_WHAT NEEDS TO BE DONE_
Everything from the line containing "overflow.release();" to the end of the listing is to be set down exactly, both ends included, and nothing before it.
Content starts
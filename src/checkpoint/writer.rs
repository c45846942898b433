//! Checkpoint (constant-pool) event construction.
//!
//! A writer stages one checkpoint record — header, then pool sections — and
//! commits it into a checkpoint buffer as a unit. The record carries a
//! zeroed backward-delta slot that the chunk writer patches when the record
//! reaches the file, and padded count slots patched here as sections close.
//!
//! State machine: Open (header staged) → Writing (`write_type` per pool,
//! entries counted) → Closed (slots patched, record committed) or Rewound
//! (no sections written → nothing emitted). A writer constructed without a
//! backing buffer is *invalid*: every write is a no-op and close emits
//! nothing, because checkpoint data is best-effort metadata.

use std::sync::Arc;

use crate::buffer::{Buffer, WriterId};
use crate::chunk::format::{self, padded_u32, PADDED_U32_SIZE};
use crate::clock;
use crate::mspace::MemorySpace;
use crate::stats::RecorderStats;

use super::blob::{BlobChain, CheckpointBlob, WrittenSet};

/// Offset + section count pair capturing a writer's position, for blob
/// extraction. Only valid at section boundaries.
#[derive(Debug, Clone, Copy)]
pub struct CheckpointContext {
    offset: usize,
    pool_count: u32,
}

pub struct CheckpointWriter<'a> {
    mspace: &'a MemorySpace,
    stats: &'a RecorderStats,
    target: Option<Arc<Buffer>>,
    id: WriterId,
    record: Vec<u8>,
    pool_count: u32,
    count_slot: usize,
    entry_slot: Option<usize>,
    entry_count: u32,
    /// One-shot writers retire their buffer at commit instead of leaving it
    /// installed for reuse.
    one_shot: bool,
}

impl<'a> CheckpointWriter<'a> {
    pub(super) fn new(
        mspace: &'a MemorySpace,
        stats: &'a RecorderStats,
        target: Option<Arc<Buffer>>,
        id: WriterId,
        kind: u64,
    ) -> Self {
        Self::with_mode(mspace, stats, target, id, kind, false)
    }

    pub(super) fn one_shot(
        mspace: &'a MemorySpace,
        stats: &'a RecorderStats,
        target: Option<Arc<Buffer>>,
        id: WriterId,
        kind: u64,
    ) -> Self {
        Self::with_mode(mspace, stats, target, id, kind, true)
    }

    fn with_mode(
        mspace: &'a MemorySpace,
        stats: &'a RecorderStats,
        target: Option<Arc<Buffer>>,
        id: WriterId,
        kind: u64,
        one_shot: bool,
    ) -> Self {
        let mut record = Vec::new();
        record.extend_from_slice(&[0; PADDED_U32_SIZE]);
        format::put_var_u64(&mut record, format::EVENT_CHECKPOINT);
        format::put_var_u64(&mut record, clock::ticks_now());
        format::put_var_u64(&mut record, 0); // duration
        record.extend_from_slice(&padded_u32(0)); // delta, patched by the chunk writer
        format::put_var_u64(&mut record, kind);
        let count_slot = record.len();
        record.extend_from_slice(&padded_u32(0));
        Self {
            mspace,
            stats,
            target,
            id,
            record,
            pool_count: 0,
            count_slot,
            entry_slot: None,
            entry_count: 0,
            one_shot,
        }
    }

    /// False when no backing buffer could be acquired; all operations are
    /// silent no-ops in that case.
    pub fn is_valid(&self) -> bool {
        self.target.is_some()
    }

    /// Open a pool section. Entries written next belong to `pool_type`
    /// until the next `write_type` or close.
    pub fn write_type(&mut self, pool_type: u64) {
        if !self.is_valid() {
            return;
        }
        self.close_section();
        format::put_var_u64(&mut self.record, pool_type);
        self.entry_slot = Some(self.record.len());
        self.record.extend_from_slice(&padded_u32(0));
        self.pool_count += 1;
    }

    fn close_section(&mut self) {
        if let Some(slot) = self.entry_slot.take() {
            self.record[slot..slot + PADDED_U32_SIZE]
                .copy_from_slice(&padded_u32(self.entry_count));
            self.entry_count = 0;
        }
    }

    /// Count one entry in the open section.
    pub fn increment(&mut self) {
        self.entry_count += 1;
    }

    pub fn write_u64(&mut self, value: u64) {
        if self.is_valid() {
            format::put_var_u64(&mut self.record, value);
        }
    }

    pub fn write_i64(&mut self, value: i64) {
        if self.is_valid() {
            format::put_var_i64(&mut self.record, value);
        }
    }

    pub fn write_string(&mut self, value: &str) {
        if self.is_valid() {
            format::put_string(&mut self.record, value);
        }
    }

    pub fn write_bytes(&mut self, bytes: &[u8]) {
        if self.is_valid() {
            self.record.extend_from_slice(bytes);
        }
    }

    // --- blob extraction and composition ---------------------------------

    /// Current position, for later [`copy_since`](Self::copy_since) or
    /// [`move_since`](Self::move_since). Must be taken at a section
    /// boundary.
    pub fn context(&self) -> CheckpointContext {
        CheckpointContext {
            offset: self.record.len(),
            pool_count: self.pool_count,
        }
    }

    /// Rewind to a previously captured context, dropping everything staged
    /// after it.
    pub fn set_context(&mut self, ctx: CheckpointContext) {
        debug_assert!(ctx.offset <= self.record.len());
        self.close_section();
        self.record.truncate(ctx.offset);
        self.pool_count = ctx.pool_count;
        self.entry_slot = None;
        self.entry_count = 0;
    }

    /// Snapshot the sections staged since `ctx` into a blob, leaving the
    /// writer's content in place.
    pub fn copy_since(&mut self, ctx: CheckpointContext) -> Option<BlobChain> {
        if !self.is_valid() || self.record.len() <= ctx.offset {
            return None;
        }
        self.close_section();
        let bytes = self.record[ctx.offset..].to_vec();
        Some(CheckpointBlob::new(bytes, self.pool_count - ctx.pool_count))
    }

    /// Cut the sections staged since `ctx` out into a blob, rewinding the
    /// writer to `ctx`.
    pub fn move_since(&mut self, ctx: CheckpointContext) -> Option<BlobChain> {
        let blob = self.copy_since(ctx)?;
        self.set_context(ctx);
        Some(blob)
    }

    /// Re-emit every blob in the chain into this record.
    pub fn write_blobs(&mut self, chain: &BlobChain) {
        if !self.is_valid() {
            return;
        }
        self.close_section();
        chain.for_each(|blob| {
            self.record.extend_from_slice(blob.bytes());
            self.pool_count += blob.pool_count();
        });
    }

    /// Emit each blob in the chain at most once per pass, as tracked by
    /// `written`. A chain shared by several checkpoint writers in one
    /// rotation is physically emitted by whichever writer reaches it first.
    pub fn exclusive_write_blobs(&mut self, chain: &BlobChain, written: &mut WrittenSet) {
        if !self.is_valid() {
            return;
        }
        self.close_section();
        chain.for_each(|blob| {
            if written.first_emission(blob.id()) {
                self.record.extend_from_slice(blob.bytes());
                self.pool_count += blob.pool_count();
            }
        });
    }

    /// Patch the header slots and commit the record into the backing
    /// buffer. Returns the committed size; 0 means nothing was emitted
    /// (invalid writer, empty record, or exhaustion — the latter counted as
    /// loss).
    pub fn commit(mut self) -> usize {
        let Some(target) = self.target.take() else {
            return 0;
        };
        if self.pool_count == 0 {
            if self.one_shot {
                self.mspace.release(&target);
            }
            return 0;
        }
        self.close_section();
        self.record[self.count_slot..self.count_slot + PADDED_U32_SIZE]
            .copy_from_slice(&padded_u32(self.pool_count));
        let size = self.record.len();
        self.record[..PADDED_U32_SIZE].copy_from_slice(&padded_u32(size as u32));

        if target.free_size() >= size {
            Self::commit_into(&target, &self.record);
            if self.one_shot {
                self.mspace.register_full(&target);
                target.release();
            }
            return size;
        }
        // The backing buffer is out of room: retire the record into a
        // one-shot buffer on the full list instead.
        if self.one_shot {
            self.mspace.release(&target);
        }
        match self.mspace.acquire(self.id, size) {
            Some(overflow) => {
                Self::commit_into(&overflow, &self.record);
                self.mspace.register_full(&overflow);
                overflow.release();
                size
            }
            None => {
                self.stats.add_lost(size as u64);
                0
            }
        }
    }

    fn commit_into(target: &Arc<Buffer>, record: &[u8]) {
        let pos = target.pos();
        // SAFETY: the caller owns `target` and the fit was checked.
        unsafe { target.write_unbuffered(pos, record) };
        target.set_pos(pos + record.len());
    }
}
Content ends
_RESULT FOR THIS TASK_
                overflow.release();
                size
            }
            None => {
                self.stats.add_lost(size as u64);
                0
            }
        }
    }

    fn commit_into(target: &Arc<Buffer>, record: &[u8]) {
        let pos = target.pos();
        // SAFETY: the caller owns `target` and the fit was checked.
        unsafe { target.write_unbuffered(pos, record) };
        target.set_pos(pos + record.len());
    }
}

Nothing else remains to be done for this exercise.